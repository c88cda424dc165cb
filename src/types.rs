//! Measure types: the named numeric inputs that parameterize a shape.
//!
//! Values are checked on the way in, so a stored measure is always finite and
//! non-negative. Zero is storable; the validator treats it as missing.

use std::fmt;
use std::str::FromStr;

use glam::DVec2;
use thiserror::Error;

/// A point in the surface's translated frame.
pub type Point = DVec2;

/// Why a measure value was refused.
#[derive(Error, Debug, Clone, Copy, PartialEq, Eq)]
pub enum NumericError {
    #[error("not a number")]
    NaN,
    #[error("must be finite")]
    Infinite,
    #[error("must not be negative")]
    Negative,
}

/// Validate a caller-supplied measure value.
#[inline]
pub fn try_non_negative(val: f64) -> Result<f64, NumericError> {
    match val {
        v if v.is_nan() => Err(NumericError::NaN),
        v if v.is_infinite() => Err(NumericError::Infinite),
        v if v < 0.0 => Err(NumericError::Negative),
        v => Ok(v),
    }
}

/// The recognized measure keywords.
#[derive(Debug, Clone, Copy, PartialEq, Eq, Hash)]
pub enum MeasureKey {
    Radius,
    SideLength,
    Width,
    Height,
}

impl MeasureKey {
    pub const ALL: [MeasureKey; 4] = [
        MeasureKey::Radius,
        MeasureKey::SideLength,
        MeasureKey::Width,
        MeasureKey::Height,
    ];

    pub const fn as_str(self) -> &'static str {
        match self {
            MeasureKey::Radius => "radius",
            MeasureKey::SideLength => "side length",
            MeasureKey::Width => "width",
            MeasureKey::Height => "height",
        }
    }
}

impl fmt::Display for MeasureKey {
    fn fmt(&self, f: &mut fmt::Formatter<'_>) -> fmt::Result {
        f.write_str(self.as_str())
    }
}

/// Returned when a string is not one of the measure keywords.
#[derive(Error, Debug, Clone, PartialEq, Eq)]
#[error("unknown measure: {0}")]
pub struct UnknownMeasureKey(pub String);

impl FromStr for MeasureKey {
    type Err = UnknownMeasureKey;

    fn from_str(s: &str) -> Result<Self, Self::Err> {
        MeasureKey::ALL
            .into_iter()
            .find(|key| key.as_str() == s)
            .ok_or_else(|| UnknownMeasureKey(s.to_string()))
    }
}

/// The measures supplied with a draw request.
///
/// Keys a shape does not use are ignored by it.
#[derive(Debug, Clone, Copy, Default, PartialEq)]
pub struct Measures {
    radius: Option<f64>,
    side_length: Option<f64>,
    width: Option<f64>,
    height: Option<f64>,
}

impl Measures {
    pub fn new() -> Self {
        Self::default()
    }

    /// Set a measure, rejecting NaN, infinite and negative values.
    pub fn set(&mut self, key: MeasureKey, value: f64) -> Result<(), NumericError> {
        let value = try_non_negative(value)?;
        *self.slot_mut(key) = Some(value);
        Ok(())
    }

    /// Builder form of [`Measures::set`].
    pub fn with(mut self, key: MeasureKey, value: f64) -> Result<Self, NumericError> {
        self.set(key, value)?;
        Ok(self)
    }

    /// The raw stored value, zero included.
    pub fn get(&self, key: MeasureKey) -> Option<f64> {
        match key {
            MeasureKey::Radius => self.radius,
            MeasureKey::SideLength => self.side_length,
            MeasureKey::Width => self.width,
            MeasureKey::Height => self.height,
        }
    }

    /// The value if it is present and strictly positive.
    pub fn positive(&self, key: MeasureKey) -> Option<f64> {
        self.get(key).filter(|v| *v > 0.0)
    }

    fn slot_mut(&mut self, key: MeasureKey) -> &mut Option<f64> {
        match key {
            MeasureKey::Radius => &mut self.radius,
            MeasureKey::SideLength => &mut self.side_length,
            MeasureKey::Width => &mut self.width,
            MeasureKey::Height => &mut self.height,
        }
    }
}
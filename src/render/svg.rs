//! SVG surface: turns the primitive stream into an SVG document.
//!
//! Translation is applied as coordinates arrive, the way a canvas transform
//! applies at path-construction time, so the output needs no `transform`
//! attributes.

use std::f64::consts::{PI, TAU};

use ::svg::Document;
use ::svg::Node;
use ::svg::node::element::{Path, Rectangle, Text};
use glam::dvec2;

use super::defaults;
use super::surface::DrawingSurface;
use crate::types::Point;

/// Size and stroke of an [`SvgSurface`].
#[derive(Debug, Clone, Copy, PartialEq)]
pub struct SvgOptions {
    pub width: f64,
    pub height: f64,
    pub stroke_width: f64,
}

impl Default for SvgOptions {
    fn default() -> Self {
        Self {
            width: defaults::SURFACE_WIDTH,
            height: defaults::SURFACE_HEIGHT,
            stroke_width: defaults::STROKE_WIDTH,
        }
    }
}

#[derive(Debug, Clone)]
pub struct SvgSurface {
    options: SvgOptions,
    document: Document,
    translation: Point,
    /// `d` attribute of the path under construction.
    path: String,
    has_current_point: bool,
}

impl SvgSurface {
    pub fn new(options: SvgOptions) -> Self {
        Self {
            options,
            document: blank_document(&options),
            translation: Point::ZERO,
            path: String::new(),
            has_current_point: false,
        }
    }

    pub fn to_svg_string(&self) -> String {
        self.document.to_string()
    }

    fn at(&self, p: Point) -> Point {
        p + self.translation
    }

    /// Translated point as an `x,y` path pair.
    fn coord(&self, p: Point) -> String {
        let q = self.at(p);
        format!("{},{}", fmt_num_hi(q.x), fmt_num_hi(q.y))
    }

    fn push_segment(&mut self, segment: String) {
        if !self.path.is_empty() {
            self.path.push(' ');
        }
        self.path.push_str(&segment);
    }
}

impl Default for SvgSurface {
    fn default() -> Self {
        Self::new(SvgOptions::default())
    }
}

fn blank_document(options: &SvgOptions) -> Document {
    let width = fmt_num(options.width);
    let height = fmt_num(options.height);
    let background = Rectangle::new()
        .set("x", 0)
        .set("y", 0)
        .set("width", width.clone())
        .set("height", height.clone())
        .set("fill", defaults::BACKGROUND);

    Document::new()
        .set("width", width.clone())
        .set("height", height.clone())
        .set("viewBox", format!("0 0 {width} {height}"))
        .add(background)
}

impl DrawingSurface for SvgSurface {
    fn width(&self) -> f64 {
        self.options.width
    }

    fn height(&self) -> f64 {
        self.options.height
    }

    fn clear(&mut self) {
        self.document = blank_document(&self.options);
        self.translation = Point::ZERO;
        self.begin_path();
    }

    fn set_translation(&mut self, dx: f64, dy: f64) {
        self.translation = dvec2(dx, dy);
    }

    fn begin_path(&mut self) {
        self.path.clear();
        self.has_current_point = false;
    }

    fn move_to(&mut self, p: Point) {
        let to = self.coord(p);
        self.push_segment(format!("M{to}"));
        self.has_current_point = true;
    }

    fn line_to(&mut self, p: Point) {
        if !self.has_current_point {
            self.move_to(p);
            return;
        }
        let to = self.coord(p);
        self.push_segment(format!("L{to}"));
    }

    fn curve_to(&mut self, c1: Point, c2: Point, to: Point) {
        if !self.has_current_point {
            self.move_to(c1);
        }
        let segment = format!("C{} {} {}", self.coord(c1), self.coord(c2), self.coord(to));
        self.push_segment(segment);
    }

    fn arc(
        &mut self,
        center: Point,
        radius: f64,
        start_angle: f64,
        end_angle: f64,
        counterclockwise: bool,
    ) {
        let point_at = |angle: f64| center + radius * dvec2(angle.cos(), angle.sin());
        let start = point_at(start_angle);
        if self.has_current_point {
            self.line_to(start);
        } else {
            self.move_to(start);
        }

        let r = fmt_num_hi(radius);
        let sweep_flag = if counterclockwise { 0 } else { 1 };
        if (end_angle - start_angle).abs() >= TAU {
            // An SVG arc cannot start and end on the same point; split in two.
            let opposite = self.coord(2.0 * center - start);
            let back = self.coord(start);
            self.push_segment(format!("A{r} {r} 0 0 {sweep_flag} {opposite}"));
            self.push_segment(format!("A{r} {r} 0 0 {sweep_flag} {back}"));
            return;
        }

        let sweep = if counterclockwise {
            start_angle - end_angle
        } else {
            end_angle - start_angle
        }
        .rem_euclid(TAU);
        let large_arc = if sweep > PI { 1 } else { 0 };
        let end = self.coord(point_at(end_angle));
        self.push_segment(format!("A{r} {r} 0 {large_arc} {sweep_flag} {end}"));
    }

    fn stroke(&mut self) {
        if !self.has_current_point {
            return;
        }
        let path = Path::new()
            .set("fill", "none")
            .set("stroke", defaults::INK)
            .set("stroke-width", fmt_num(self.options.stroke_width))
            .set("d", self.path.clone());
        crate::log::trace!(d = %self.path, "svg: stroke path");
        self.document.append(path);
    }

    fn stroke_rect(&mut self, origin: Point, width: f64, height: f64) {
        let corner = self.at(origin);
        let rect = Rectangle::new()
            .set("x", fmt_num_hi(corner.x))
            .set("y", fmt_num_hi(corner.y))
            .set("width", fmt_num_hi(width))
            .set("height", fmt_num_hi(height))
            .set("fill", "none")
            .set("stroke", defaults::INK)
            .set("stroke-width", fmt_num(self.options.stroke_width));
        crate::log::trace!(x = corner.x, y = corner.y, width, height, "svg: stroke rect");
        self.document.append(rect);
    }

    fn render_text(&mut self, text: &str, at: Point) {
        let at = self.at(at);
        let text = Text::new(text)
            .set("x", fmt_num_hi(at.x))
            .set("y", fmt_num_hi(at.y))
            .set("fill", defaults::INK)
            .set("style", format!("font: {}", defaults::ERROR_FONT));
        self.document.append(text);
    }
}

/// Format a number with 6 significant figures, trailing zeros trimmed.
/// Used for surface size and stroke width.
pub(crate) fn fmt_num(value: f64) -> String {
    fmt_num_precision(value, 6)
}

/// 10 significant figures, for geometry coordinates.
pub(crate) fn fmt_num_hi(value: f64) -> String {
    fmt_num_precision(value, 10)
}

fn fmt_num_precision(value: f64, sig_figs: i32) -> String {
    if value == 0.0 {
        return "0".to_string();
    }

    let abs_val = value.abs();
    let magnitude = abs_val.log10().floor() as i32;
    let scale = 10_f64.powi(sig_figs - 1 - magnitude);
    let rounded = (value * scale).round() / scale;

    let decimals = (sig_figs - 1 - magnitude).max(0) as usize;
    let s = format!("{:.prec$}", rounded, prec = decimals);
    if s.contains('.') {
        s.trim_end_matches('0').trim_end_matches('.').to_string()
    } else {
        s
    }
}

#[cfg(test)]
mod tests {
    use super::*;
    use crate::types::{MeasureKey, Measures};

    #[test]
    fn fmt_num_trims_trailing_zeros() {
        assert_eq!(fmt_num(0.0), "0");
        assert_eq!(fmt_num(640.0), "640");
        assert_eq!(fmt_num(57.735026918962575), "57.735");
        assert_eq!(fmt_num(-2.5), "-2.5");
        assert_eq!(fmt_num(0.125), "0.125");
    }

    #[test]
    fn clear_paints_the_background() {
        let mut surface = SvgSurface::default();
        surface.clear();
        let svg = surface.to_svg_string();
        assert!(svg.contains("#f7fcff"), "{svg}");
        assert!(svg.contains(r#"viewBox="0 0 640 480""#), "{svg}");
        assert!(!svg.contains("<path"), "{svg}");
    }

    #[test]
    fn stroke_adds_one_path() {
        let mut surface = SvgSurface::default();
        surface.clear();
        surface.set_translation(10.0, 10.0);
        surface.begin_path();
        surface.move_to(Point::ZERO);
        surface.line_to(dvec2(5.0, 5.0));
        surface.stroke();
        let svg = surface.to_svg_string();
        assert_eq!(svg.matches("<path").count(), 1, "{svg}");
        assert!(svg.contains(r#"stroke="black""#), "{svg}");
    }

    #[test]
    fn stroke_without_path_is_a_no_op() {
        let mut surface = SvgSurface::default();
        surface.clear();
        surface.stroke();
        assert!(!surface.to_svg_string().contains("<path"));
    }

    #[test]
    fn translation_applies_to_rectangles() {
        let mut surface = SvgSurface::default();
        surface.clear();
        surface.set_translation(270.0, 215.0);
        surface.stroke_rect(Point::ZERO, 100.0, 50.0);
        let svg = surface.to_svg_string();
        assert!(svg.contains(r#"x="270""#), "{svg}");
        assert!(svg.contains(r#"y="215""#), "{svg}");
    }

    #[test]
    fn clear_resets_translation_and_content() {
        let mut surface = SvgSurface::default();
        surface.set_translation(50.0, 50.0);
        surface.stroke_rect(Point::ZERO, 10.0, 10.0);
        surface.clear();
        surface.render_text("oops", dvec2(10.0, 50.0));
        let svg = surface.to_svg_string();
        assert!(svg.contains("oops"), "{svg}");
        assert!(svg.contains(r#"x="10""#), "{svg}");
        assert!(!svg.contains(r#"x="60""#), "{svg}");
    }

    /// The `d` attribute of the only path in `svg`.
    fn path_data(svg: &str) -> &str {
        let start = svg.find(r#" d=""#).expect("svg has a path") + 4;
        let len = svg[start..].find('"').expect("closing quote");
        &svg[start..start + len]
    }

    /// Every `x,y` pair in path data, command letters stripped.
    fn pairs(d: &str) -> Vec<(f64, f64)> {
        d.split(' ')
            .filter_map(|token| {
                let (x, y) = token.trim_start_matches(char::is_alphabetic).split_once(',')?;
                Some((x.parse().unwrap(), y.parse().unwrap()))
            })
            .collect()
    }

    fn draw_square(side_length: f64) -> String {
        let measures = Measures::new()
            .with(MeasureKey::SideLength, side_length)
            .unwrap();
        let mut surface = SvgSurface::default();
        assert!(crate::render::draw(&mut surface, "square", &measures, None).is_drawn());
        surface.to_svg_string()
    }

    #[test]
    fn large_square_keeps_its_side_length() {
        let side = 123_456_789.0;
        let svg = draw_square(side);
        let points = pairs(path_data(&svg));
        assert_eq!(points.len(), 5, "{svg}");

        let xs = points.iter().map(|p| p.0);
        let width = xs.clone().fold(f64::MIN, f64::max) - xs.fold(f64::MAX, f64::min);
        assert!((width - side).abs() < 1.0, "width {width} in {svg}");
    }

    #[test]
    fn huge_square_stays_finite() {
        let svg = draw_square(1e39);
        let d = path_data(&svg);
        assert!(!d.contains("inf") && !d.contains("NaN"), "{d}");
        assert_eq!(pairs(d).len(), 5, "{d}");
    }

    #[test]
    fn full_circle_is_two_half_arcs() {
        let mut surface = SvgSurface::default();
        surface.begin_path();
        surface.arc(dvec2(100.0, 100.0), 10.0, 0.0, TAU, true);
        surface.stroke();
        let svg = surface.to_svg_string();
        assert_eq!(path_data(&svg), "M110,100 A10 10 0 0 0 90,100 A10 10 0 0 0 110,100");
    }

    #[test]
    fn half_circle_clockwise_is_a_small_arc() {
        let mut surface = SvgSurface::default();
        surface.begin_path();
        surface.arc(dvec2(100.0, 100.0), 10.0, 0.0, PI, false);
        surface.stroke();
        let svg = surface.to_svg_string();
        assert_eq!(path_data(&svg), "M110,100 A10 10 0 0 1 90,100");
    }

    #[test]
    fn quarter_turn_counterclockwise_takes_the_long_way() {
        let mut surface = SvgSurface::default();
        surface.begin_path();
        surface.arc(dvec2(100.0, 100.0), 10.0, 0.0, PI / 2.0, true);
        surface.stroke();
        let svg = surface.to_svg_string();
        assert_eq!(path_data(&svg), "M110,100 A10 10 0 1 0 100,110");
    }
}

◆ **Task item**
After reading the records above, give the number of lines that include "false", and add nothing else.

◆ **Completed exercise**
3